Photo by Tom Rumble on Unsplash
GitHub Repository | LinkedIn: Lucas Kim, Ryan Park, Sita Thomas
For this project, we imagined that we work for a fictional data mining company that has given us a database including 1,460 observations, each representing a single home, and 80 features describing different aspects of the house, including the exterior, interior, the lot, the home’s surroundings, as well as information about the last sale of the house.
The fictional company wants to sell a pricing prediction model and the insights from this dataset to as many different target audiences as possible. So our tasks included building a predictive model and collecting useful descriptive information from the features and their relationships with each other.
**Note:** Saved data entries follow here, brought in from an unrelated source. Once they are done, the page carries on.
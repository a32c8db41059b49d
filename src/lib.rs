//! todolist - a persisted single-list task manager
//!
//! Users add short text tasks, mark them complete or incomplete, and clear
//! completed tasks. The whole list is written through to a local key-value
//! store after every change.
//!
//! # Architecture
//!
//! The crate is organized into several modules:
//!
//! - [`task`] - The `Task` value and its UUID identifier
//! - [`store`] - In-memory list with pure, value-returning transitions
//! - [`storage`] - Key-value backends (file and in-memory)
//! - [`persistence`] - Encodes the whole list under one storage key
//! - [`app`] - Mutate-then-persist command layer
//! - [`config`] - Configuration loading and data directory resolution
//! - [`error`] - Custom error types and handling
//!
//! # Example
//!
//! ```rust,no_run
//! use todolist::{FileStorage, PersistenceGateway, TodoApp};
//!
//! let gateway = PersistenceGateway::new(FileStorage::new(".todolist"));
//! let mut app = TodoApp::open(gateway);
//!
//! app.add("Buy milk")?;
//! for task in app.remaining() {
//!     println!("[ ] {}", task.description);
//! }
//! # Ok::<(), todolist::TodoError>(())
//! ```

pub mod app;
pub mod config;
pub mod error;
pub mod persistence;
pub mod storage;
pub mod store;
pub mod task;

// Re-export commonly used types
pub use error::{IntoTodoError, Result, TodoError};

pub use app::TodoApp;
pub use config::TodoConfig;
pub use persistence::{PersistenceGateway, TASKS_KEY};
pub use storage::{FileStorage, KeyValueStorage, MemoryStorage, DEFAULT_NAMESPACE};
pub use store::{TaskCounts, TaskStore};
pub use task::{Task, TaskId};
//! Save/load of the whole task list under a single storage key.
//!
//! The list is encoded as one JSON array and written as a single value, so
//! every save is a full replace and every load a full read.

use std::collections::HashSet;

use tracing::{debug, warn};

use crate::error::{Result, TodoError};
use crate::storage::KeyValueStorage;
use crate::task::Task;

/// Storage key holding the encoded task list.
pub const TASKS_KEY: &str = "tasks";

/// Reads and writes the task list through a [`KeyValueStorage`].
///
/// # Example
///
/// ```
/// use todolist::{MemoryStorage, PersistenceGateway, Task};
///
/// let mut gateway = PersistenceGateway::new(MemoryStorage::new());
/// assert!(gateway.load().unwrap().is_empty());
///
/// let tasks = vec![Task::new("Buy milk").unwrap()];
/// gateway.save(&tasks).unwrap();
/// assert_eq!(gateway.load().unwrap(), tasks);
/// ```
#[derive(Debug, Clone)]
pub struct PersistenceGateway<S> {
    storage: S,
}

impl<S: KeyValueStorage> PersistenceGateway<S> {
    /// Wrap a storage backend.
    #[must_use]
    pub fn new(storage: S) -> Self {
        Self { storage }
    }

    /// Borrow the storage backend.
    #[must_use]
    pub fn storage(&self) -> &S {
        &self.storage
    }

    /// Mutably borrow the storage backend.
    pub fn storage_mut(&mut self) -> &mut S {
        &mut self.storage
    }

    /// Encode `tasks` and overwrite the stored list.
    ///
    /// # Errors
    ///
    /// Returns an error if encoding fails or the storage write fails. The
    /// previously stored list is left in place on failure.
    pub fn save(&mut self, tasks: &[Task]) -> Result<()> {
        let json = serde_json::to_string(tasks)?;
        self.storage.put(TASKS_KEY, &json)?;
        debug!(count = tasks.len(), "tasks saved");
        Ok(())
    }

    /// Read and decode the stored list.
    ///
    /// A key that was never written yields an empty list.
    ///
    /// # Errors
    ///
    /// Returns [`TodoError::Decode`] if the stored value isn't a task list,
    /// and storage errors as-is. Individual entries with blank descriptions or
    /// repeated ids are dropped rather than failing the whole list.
    pub fn load(&self) -> Result<Vec<Task>> {
        let Some(json) = self.storage.get(TASKS_KEY)? else {
            debug!("no stored tasks");
            return Ok(Vec::new());
        };

        let decoded: Vec<Task> = serde_json::from_str(&json).map_err(|source| TodoError::Decode {
            key: TASKS_KEY.to_string(),
            source,
        })?;
        let tasks = sanitize(decoded);

        debug!(count = tasks.len(), "tasks loaded");
        Ok(tasks)
    }

    /// Load the stored list, or an empty one if it can't be read.
    ///
    /// This is more lenient than [`load`](Self::load): corrupt or unreadable
    /// data is logged and treated as "no prior data".
    #[must_use]
    pub fn load_or_empty(&self) -> Vec<Task> {
        match self.load() {
            Ok(tasks) => tasks,
            Err(e) => {
                warn!("Could not load saved tasks: {e}. Starting with an empty list.");
                Vec::new()
            }
        }
    }
}

/// Rebuild decoded tasks so they satisfy the stored-task invariants.
///
/// Descriptions are re-trimmed. Blank entries and repeated ids are dropped
/// with a warning; everything else is kept in order.
fn sanitize(decoded: Vec<Task>) -> Vec<Task> {
    let mut seen = HashSet::with_capacity(decoded.len());
    let mut tasks = Vec::with_capacity(decoded.len());

    for raw in decoded {
        let Some(task) = Task::with_id(raw.id, &raw.description) else {
            warn!(id = %raw.id, "Dropping stored task with a blank description");
            continue;
        };
        if !seen.insert(task.id) {
            warn!(id = %task.id, "Dropping stored task with a repeated id");
            continue;
        }
        tasks.push(task.with_completed(raw.is_completed));
    }

    tasks
}
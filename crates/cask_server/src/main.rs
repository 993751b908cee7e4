use anyhow::{Context, Result};
use clap::Command;
use tracing::info;

mod cli;
mod config;
mod log;

const NAME: &str = "cask";
const BIN_NAME: &str = "cask";
const VERSION: &str = env!("CARGO_PKG_VERSION");
const ABOUT: &str = "Content-addressed file store with chunk-level dedup";

pub fn main() -> Result<()> {
    let about_text = format!("{} {}\n{}", NAME, VERSION, ABOUT);
    let usage_text = format!("{} <command> [options]", BIN_NAME);
    let after_help_text = format!(
        "See '{} help <command>' for more information on a command",
        BIN_NAME
    );

    let cask = Command::new(NAME)
        .bin_name(BIN_NAME)
        .version(VERSION)
        .about(about_text)
        .override_usage(usage_text)
        .after_help(after_help_text)
        .args(cli::args::common_args())
        .arg_required_else_help(true)
        .subcommands(cli::builtin())
        .subcommand_required(true);

    let matches = cask.get_matches();

    // CLI values take precedence over settings.toml
    let config_file = matches.get_one::<String>("config").map(String::as_str);
    let settings = config::Settings::new(config_file).context("Failed to load settings")?;

    let log_level = matches
        .get_one::<String>("log_level")
        .unwrap_or(&settings.log_level);
    log::init(log_level)?;
    info!("Initialised logger with log level {log_level}");

    match matches.subcommand() {
        Some(("serve", cmd)) => cli::serve::exec(cmd, &settings)?,
        _ => unreachable!(),
    }

    Ok(())
}
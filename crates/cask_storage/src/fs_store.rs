//! The simple backend: one file per upload, no chunking.
//!
//! Kept as the plainest possible implementation of the facade. It shares
//! the handle shape and fan-out layout with the deduplicating backend, but
//! the leaf file is the payload itself rather than a digest list, so the
//! two layouts cannot be mixed under one root. Every upload costs its full
//! size on disk, and serving keeps the file open for the reader's lifetime;
//! prefer [`crate::DedupStore`] beyond toy volumes.

use std::io::ErrorKind;
use std::os::unix::fs::DirBuilderExt;
use std::path::{Path, PathBuf};
use std::time::SystemTime;

use async_trait::async_trait;
use cask_core::hashes::UploadId;
use futures::StreamExt;
use tokio::fs;
use tokio::io::AsyncWriteExt;

use crate::{
    leaf_name, parse_handle, prune_record, record_path, ByteStream, Object, ObjectStore,
    StoreError,
};

pub struct FsStore {
    root: PathBuf,
}

impl FsStore {
    /// Open a store rooted at `root`, creating the root directory if
    /// needed.
    pub fn open<P: AsRef<Path>>(root: P) -> Result<Self, StoreError> {
        let root = root.as_ref();
        let mut builder = std::fs::DirBuilder::new();
        builder.recursive(true).mode(0o700);
        builder.create(root)?;
        Ok(Self {
            root: root.to_path_buf(),
        })
    }
}

#[async_trait]
impl ObjectStore for FsStore {
    async fn post(
        &self,
        name: &str,
        mut body: ByteStream,
        mtime: SystemTime,
    ) -> Result<String, StoreError> {
        let basename = leaf_name(name)?;
        let id = UploadId::generate();
        let path = record_path(&self.root, &id, basename);

        if let Some(parent) = path.parent() {
            let mut builder = fs::DirBuilder::new();
            builder.recursive(true).mode(0o700);
            builder.create(parent).await?;
        }
        let mut file = match fs::OpenOptions::new()
            .write(true)
            .create_new(true)
            .mode(0o600)
            .open(&path)
            .await
        {
            Ok(file) => file,
            Err(e) if e.kind() == ErrorKind::AlreadyExists => {
                return Err(StoreError::AlreadyExists)
            }
            Err(e) => return Err(e.into()),
        };

        let stored = async {
            while let Some(block) = body.next().await {
                file.write_all(&block?).await?;
            }
            file.sync_all().await?;

            let file = file.into_std().await;
            let times = std::fs::FileTimes::new()
                .set_accessed(mtime)
                .set_modified(mtime);
            file.set_times(times)?;
            Ok::<_, StoreError>(())
        }
        .await;

        if let Err(e) = stored {
            // A half-written payload at this path is garbage nothing will
            // ever reference; drop it before surfacing the failure.
            let _ = fs::remove_file(&path).await;
            return Err(e);
        }

        Ok(format!("{id}/{basename}"))
    }

    async fn get(&self, handle: &str) -> Result<Object, StoreError> {
        let (id, basename) = parse_handle(handle)?;
        let path = record_path(&self.root, &id, basename);

        let file = match fs::File::open(&path).await {
            Ok(file) => file,
            Err(e) if e.kind() == ErrorKind::NotFound => return Err(StoreError::NotFound),
            Err(e) => return Err(e.into()),
        };
        let meta = file.metadata().await?;

        Ok(Object {
            reader: Box::new(file.into_std().await),
            size: meta.len(),
            mtime: meta.modified()?,
        })
    }

    async fn delete(&self, handle: &str) -> Result<(), StoreError> {
        let (id, basename) = parse_handle(handle)?;
        prune_record(&record_path(&self.root, &id, basename)).await
    }
}
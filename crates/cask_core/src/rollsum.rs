use crate::constants::{CHAR_OFFSET, SPLIT_BITS, SPLIT_MASK, WINDOW_SIZE};

/// Rolling checksum over a fixed 64-byte window.
///
/// The digest after any roll depends only on the last [`WINDOW_SIZE`] bytes
/// seen, never on earlier input, which is what makes chunk boundaries
/// survive insertions and deletions upstream of the window. A fresh instance
/// behaves as if 64 zero bytes had already been rolled in.
pub struct RollSum {
    s1: u32,
    s2: u32,
    window: [u8; WINDOW_SIZE],
    wofs: usize,
}

impl RollSum {
    pub fn new() -> Self {
        Self {
            s1: WINDOW_SIZE as u32 * CHAR_OFFSET,
            s2: WINDOW_SIZE as u32 * (WINDOW_SIZE as u32 - 1) * CHAR_OFFSET,
            window: [0u8; WINDOW_SIZE],
            wofs: 0,
        }
    }

    fn add(&mut self, drop: u32, add: u32) {
        let s1 = self.s1.wrapping_add(add).wrapping_sub(drop);
        self.s2 = self
            .s2
            .wrapping_add(s1)
            .wrapping_sub((WINDOW_SIZE as u32).wrapping_mul(drop.wrapping_add(CHAR_OFFSET)));
        self.s1 = s1;
    }

    /// Advance the window by one byte.
    pub fn roll(&mut self, b: u8) {
        let departing = self.window[self.wofs];
        self.add(u32::from(departing), u32::from(b));
        self.window[self.wofs] = b;
        self.wofs = (self.wofs + 1) & (WINDOW_SIZE - 1);
    }

    /// The current 32-bit checksum of the window.
    pub fn digest(&self) -> u32 {
        (self.s1 << 16) | (self.s2 & 0xffff)
    }

    /// True when the low [`SPLIT_BITS`] bits of the digest are all ones,
    /// i.e. the current position is a content-defined chunk boundary.
    pub fn on_split(&self) -> bool {
        self.s2 & SPLIT_MASK == SPLIT_MASK
    }

    /// Effective number of matched split bits at the current position.
    /// Adaptive chunking heuristics use the run of ones above the mask to
    /// bias boundary choice; plain chunking only needs [`Self::on_split`].
    pub fn bits(&self) -> u32 {
        SPLIT_BITS + (self.digest() >> (SPLIT_BITS + 1)).trailing_ones()
    }
}

impl Default for RollSum {
    fn default() -> Self {
        Self::new()
    }
}
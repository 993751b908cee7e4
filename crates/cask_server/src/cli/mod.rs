use clap::Command;

pub mod args;
pub mod serve;

pub fn builtin() -> Vec<Command> {
    vec![serve::cli()]
}
use crate::hashes::ChunkHash;
use crate::rollsum::RollSum;

/// A sealed chunk: the bytes between two content-defined boundaries and
/// their SHA-256 digest.
#[derive(Clone, Debug)]
pub struct Chunk {
    pub hash: ChunkHash,
    pub data: Vec<u8>,
}

impl Chunk {
    fn seal(data: Vec<u8>) -> Self {
        Self {
            hash: ChunkHash::digest(&data),
            data,
        }
    }
}

/// Splits a byte stream into content-defined chunks, one pushed byte at a
/// time. Only the in-flight chunk is buffered, so memory stays bounded by
/// the largest chunk the input produces.
///
/// The rolling checksum state carries across chunk boundaries: the window at
/// the start of a chunk still covers the tail of the previous one, which is
/// what keeps boundaries stable when content shifts.
pub struct Chunker {
    rollsum: RollSum,
    pending: Vec<u8>,
}

impl Chunker {
    pub fn new() -> Self {
        Self {
            rollsum: RollSum::new(),
            pending: Vec::new(),
        }
    }

    /// Feed one byte. Returns the sealed chunk when the checksum marks a
    /// boundary at this byte.
    pub fn push(&mut self, b: u8) -> Option<Chunk> {
        self.pending.push(b);
        self.rollsum.roll(b);
        if self.rollsum.on_split() {
            Some(Chunk::seal(std::mem::take(&mut self.pending)))
        } else {
            None
        }
    }

    /// Seal whatever is in flight as the final chunk. Always emits, even
    /// when nothing is pending: an upload's digest list must have at least
    /// one entry, and the empty input round-trips as a single zero-length
    /// chunk.
    pub fn finish(self) -> Chunk {
        Chunk::seal(self.pending)
    }
}

impl Default for Chunker {
    fn default() -> Self {
        Self::new()
    }
}

/// Chunk a fully in-memory byte slice.
pub fn split(data: &[u8]) -> Vec<Chunk> {
    let mut chunker = Chunker::new();
    let mut chunks = Vec::new();
    for &b in data {
        if let Some(chunk) = chunker.push(b) {
            chunks.push(chunk);
        }
    }
    chunks.push(chunker.finish());
    chunks
}
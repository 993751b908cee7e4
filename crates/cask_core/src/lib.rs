//! Core building blocks for the cask store: the rolling checksum that picks
//! chunk boundaries, the chunker that drives it over a byte stream, and the
//! typed 32-byte identifiers everything is addressed by.

pub mod chunker;
pub mod constants;
pub mod hashes;
pub mod rollsum;
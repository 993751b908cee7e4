//! Per-upload metadata records.
//!
//! A record lives at `<root>/<rid[0:2]>/<rid[2:64]>/<basename>` where `rid`
//! is a fresh random 256-bit identifier. The file body is the upload's
//! ordered chunk digest list, one lowercase hex digest per line with no
//! trailing newline, and the file's mtime is the upload's modification
//! time. The record is the upload: a post that dies before writing it never
//! happened, and deleting it removes the upload without touching chunks.

use std::io::ErrorKind;
use std::path::{Path, PathBuf};
use std::time::SystemTime;

use cask_core::hashes::{ChunkHash, UploadId};
use tokio::fs;
use tokio::io::AsyncWriteExt;
use tracing::debug;

use crate::{leaf_name, parse_handle, prune_record, record_path, StoreError};

pub struct MetadataStore {
    root: PathBuf,
}

impl MetadataStore {
    pub fn new<P: AsRef<Path>>(root: P) -> Self {
        Self {
            root: root.as_ref().to_path_buf(),
        }
    }

    /// Write a record binding `name`'s basename and `mtime` to the ordered
    /// digest list, under a freshly minted identifier. Returns the handle.
    ///
    /// The identifier is 256 random bits, so an existing file at the target
    /// path means the RNG is broken; that is treated as fatal for the post
    /// rather than papered over.
    pub async fn put(
        &self,
        name: &str,
        chunks: &[ChunkHash],
        mtime: SystemTime,
    ) -> Result<String, StoreError> {
        let basename = leaf_name(name)?;
        let id = UploadId::generate();
        let path = record_path(&self.root, &id, basename);

        if let Some(parent) = path.parent() {
            let mut builder = fs::DirBuilder::new();
            builder.recursive(true).mode(0o700);
            builder.create(parent).await?;
        }

        let mut file = match fs::OpenOptions::new()
            .write(true)
            .create_new(true)
            .mode(0o600)
            .open(&path)
            .await
        {
            Ok(file) => file,
            Err(e) if e.kind() == ErrorKind::AlreadyExists => {
                return Err(StoreError::AlreadyExists)
            }
            Err(e) => return Err(e.into()),
        };

        let body = chunks
            .iter()
            .map(ChunkHash::to_string)
            .collect::<Vec<_>>()
            .join("\n");
        file.write_all(body.as_bytes()).await?;
        file.sync_all().await?;

        let file = file.into_std().await;
        let times = std::fs::FileTimes::new()
            .set_accessed(mtime)
            .set_modified(mtime);
        file.set_times(times)?;

        let handle = format!("{id}/{basename}");
        debug!("Stored record {handle} with {} chunks", chunks.len());
        Ok(handle)
    }

    /// Read back a record's digest list and the mtime stored on its inode.
    /// Every line is revalidated as a digest; a record that fails to parse
    /// is corrupt, not absent.
    pub async fn load(&self, handle: &str) -> Result<(Vec<ChunkHash>, SystemTime), StoreError> {
        let (id, basename) = parse_handle(handle)?;
        let path = record_path(&self.root, &id, basename);

        let body = match fs::read_to_string(&path).await {
            Ok(body) => body,
            Err(e) if e.kind() == ErrorKind::NotFound => return Err(StoreError::NotFound),
            Err(e) => return Err(e.into()),
        };
        let mtime = fs::metadata(&path).await?.modified()?;

        let chunks = body
            .split('\n')
            .map(ChunkHash::try_from)
            .collect::<Result<Vec<_>, _>>()?;
        Ok((chunks, mtime))
    }

    /// Remove a record and prune its now-unused directories.
    pub async fn delete(&self, handle: &str) -> Result<(), StoreError> {
        let (id, basename) = parse_handle(handle)?;
        let path = record_path(&self.root, &id, basename);
        prune_record(&path).await
    }
}

#[cfg(test)]
mod tests {
    use std::time::{Duration, UNIX_EPOCH};

    use super::*;

    fn some_chunks() -> Vec<ChunkHash> {
        vec![
            ChunkHash::digest(b"first"),
            ChunkHash::digest(b"second"),
            ChunkHash::digest(b"third"),
        ]
    }

    #[tokio::test]
    async fn test_put_load_roundtrip() {
        let dir = tempfile::tempdir().unwrap();
        let store = MetadataStore::new(dir.path());
        let chunks = some_chunks();
        let mtime = UNIX_EPOCH + Duration::from_secs(1_700_000_000);

        let handle = store.put("docs/x.txt", &chunks, mtime).await.unwrap();
        assert!(handle.ends_with("/x.txt"));
        assert_eq!(handle.len(), 64 + 1 + "x.txt".len());

        let (loaded, loaded_mtime) = store.load(&handle).await.unwrap();
        assert_eq!(loaded, chunks);
        assert_eq!(loaded_mtime, mtime);
    }

    #[tokio::test]
    async fn test_record_body_is_newline_joined_hex() {
        let dir = tempfile::tempdir().unwrap();
        let store = MetadataStore::new(dir.path());
        let chunks = some_chunks();

        let handle = store
            .put("docs/x.txt", &chunks, SystemTime::now())
            .await
            .unwrap();

        let (id, basename) = handle.split_once('/').unwrap();
        let path = dir.path().join(&id[..2]).join(&id[2..]).join(basename);
        let body = std::fs::read_to_string(path).unwrap();
        let expected = chunks
            .iter()
            .map(ChunkHash::to_string)
            .collect::<Vec<_>>()
            .join("\n");
        assert_eq!(body, expected);
        assert!(!body.ends_with('\n'));
    }

    #[tokio::test]
    async fn test_same_name_gets_distinct_handles() {
        let dir = tempfile::tempdir().unwrap();
        let store = MetadataStore::new(dir.path());
        let chunks = some_chunks();
        let mtime = SystemTime::now();

        let a = store.put("docs/x.txt", &chunks, mtime).await.unwrap();
        let b = store.put("docs/x.txt", &chunks, mtime).await.unwrap();
        assert_ne!(a, b);

        store.load(&a).await.unwrap();
        store.load(&b).await.unwrap();
    }

    #[tokio::test]
    async fn test_load_missing_record() {
        let dir = tempfile::tempdir().unwrap();
        let store = MetadataStore::new(dir.path());
        let handle = format!("{}/x.txt", UploadId::generate());
        assert!(matches!(
            store.load(&handle).await,
            Err(StoreError::NotFound)
        ));
    }

    #[tokio::test]
    async fn test_load_rejects_malformed_handle() {
        let dir = tempfile::tempdir().unwrap();
        let store = MetadataStore::new(dir.path());
        assert!(matches!(
            store.load("x").await,
            Err(StoreError::BadHandle(_))
        ));
    }

    #[tokio::test]
    async fn test_delete_prunes_directories() {
        let dir = tempfile::tempdir().unwrap();
        let store = MetadataStore::new(dir.path());

        let handle = store
            .put("docs/x.txt", &some_chunks(), SystemTime::now())
            .await
            .unwrap();
        let (id, _) = handle.split_once('/').unwrap();
        let fanout = dir.path().join(&id[..2]);
        assert!(fanout.join(&id[2..]).is_dir());

        store.delete(&handle).await.unwrap();
        assert!(!fanout.exists());
        assert!(matches!(
            store.load(&handle).await,
            Err(StoreError::NotFound)
        ));

        // Deleting again reports the record as gone.
        assert!(matches!(
            store.delete(&handle).await,
            Err(StoreError::NotFound)
        ));
    }
}
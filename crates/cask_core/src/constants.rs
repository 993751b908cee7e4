/// Width of the rolling-checksum window in bytes.
///
/// The four constants in this module are part of the on-disk format:
/// changing any of them moves chunk boundaries, which makes every digest
/// list written by an older deployment irreconstructible. Treat them as
/// frozen.
pub const WINDOW_SIZE: usize = 64;

/// Offset added to every byte before it enters the checksum accumulators.
pub const CHAR_OFFSET: u32 = 31;

/// Number of low digest bits tested by the split predicate. A 13-bit mask
/// over uniformly random input gives a mean chunk size of about 8 KiB.
pub const SPLIT_BITS: u32 = 13;

/// The split pattern: a boundary is declared when the low [`SPLIT_BITS`]
/// bits of the digest are all ones.
pub const SPLIT_MASK: u32 = (1 << SPLIT_BITS) - 1;
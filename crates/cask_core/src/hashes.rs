use std::fmt::{self, Display, Formatter};
use std::hash::Hash;
use std::marker::PhantomData;

use rand::RngCore;
use serde::{Deserialize, Serialize};
use sha2::{Digest, Sha256};
use thiserror::Error;

/// SHA-256 digest of a chunk's bytes. The sole identity of a chunk.
pub type ChunkHash = TypedHash<private::ChunkHashType>;

/// Random 256-bit identifier minted for every upload. Unguessable, and it
/// lets uploads with the same name coexist.
pub type UploadId = TypedHash<private::UploadIdType>;

type Hash32 = [u8; 32];

#[derive(Debug, Error)]
pub enum HashError {
    #[error("Invalid hash length, expected 64 characters")]
    InvalidStringLength,

    #[error("Invalid hash length, expected 32 bytes")]
    InvalidVecLength,

    #[error("Invalid hex string: {0}")]
    InvalidHexString(#[from] hex::FromHexError),
}

/// A 32-byte identifier tagged with what it identifies, rendered as 64
/// lowercase hex characters. The phantom type keeps a chunk digest from
/// being used where an upload id is expected and vice versa.
#[derive(Clone, Copy, Debug, Eq, PartialEq, Hash, Deserialize, Serialize)]
pub struct TypedHash<T: HashType> {
    bytes: Hash32,
    _hash_type: PhantomData<T>,
}

pub trait HashType: Clone + Copy + PartialEq + Eq + Hash {}

impl<T: HashType> TypedHash<T> {
    /// Create a new 32-byte hash.
    pub fn new(bytes: [u8; 32]) -> Self {
        Self {
            bytes,
            _hash_type: PhantomData,
        }
    }

    /// Returns the underlying hash as a `Vec<u8>`.
    pub fn to_vec(&self) -> Vec<u8> {
        self.bytes.to_vec()
    }
}

impl ChunkHash {
    /// Digest of a chunk's bytes.
    pub fn digest(data: &[u8]) -> Self {
        Self::new(Sha256::digest(data).into())
    }
}

impl UploadId {
    /// Mint a fresh random identifier. `thread_rng` is a CSPRNG, which the
    /// unguessable-URL property depends on.
    pub fn generate() -> Self {
        let mut bytes = [0u8; 32];
        rand::thread_rng().fill_bytes(&mut bytes);
        Self::new(bytes)
    }
}

impl<T> Display for TypedHash<T>
where
    T: HashType,
{
    fn fmt(&self, f: &mut Formatter<'_>) -> fmt::Result {
        f.write_str(&hex::encode(self.bytes))
    }
}

impl<T> TryFrom<&str> for TypedHash<T>
where
    T: HashType,
{
    type Error = HashError;

    fn try_from(value: &str) -> Result<Self, Self::Error> {
        if value.len() != 64 {
            return Err(HashError::InvalidStringLength);
        }

        let bytes = hex::decode(value)?;
        let mut hash = Hash32::default();
        hash.copy_from_slice(&bytes);
        Ok(Self::new(hash))
    }
}

impl<T> TryFrom<String> for TypedHash<T>
where
    T: HashType,
{
    type Error = HashError;

    fn try_from(value: String) -> Result<Self, Self::Error> {
        Self::try_from(value.as_str())
    }
}

impl<T> TryFrom<Vec<u8>> for TypedHash<T>
where
    T: HashType,
{
    type Error = HashError;

    fn try_from(value: Vec<u8>) -> Result<Self, Self::Error> {
        if value.len() != 32 {
            Err(HashError::InvalidVecLength)
        } else {
            let mut hash = Hash32::default();
            hash.copy_from_slice(&value);
            Ok(Self::new(hash))
        }
    }
}

impl<T> AsRef<[u8]> for TypedHash<T>
where
    T: HashType,
{
    fn as_ref(&self) -> &[u8] {
        &self.bytes
    }
}

mod private {
    use serde::{Deserialize, Serialize};

    use super::HashType;

    #[derive(Clone, Copy, Debug, Eq, PartialEq, Hash, Deserialize, Serialize)]
    pub struct ChunkHashType;
    impl HashType for ChunkHashType {}

    #[derive(Clone, Copy, Debug, Eq, PartialEq, Hash, Deserialize, Serialize)]
    pub struct UploadIdType;
    impl HashType for UploadIdType {}
}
We were additionally tasked with documenting our modeling process so it can be used in production and adjusted for better performance or to be used with new data.
This project naturally divided itself into sections. First, we pre-processed the data in three stages including exploratory data analysis, imputing missing values, and feature engineering. Then we ran several models on our data, adjusted their parameters, and modeled again until we reached an error threshold of 10% or less. Finally, we examined the modeled data for insights, with consideration of how this project could be improved in the future.
Exploratory Data Analysis
We engaged in graphical and numeric exploratory data analysis to gain a deep understanding of the dataset, as well as the relationships between the features and the target variable, Sale Price. We removed outliers that may affect correlations and modeling, such as the ones circled for Above Ground Living Area in the scatter plot above.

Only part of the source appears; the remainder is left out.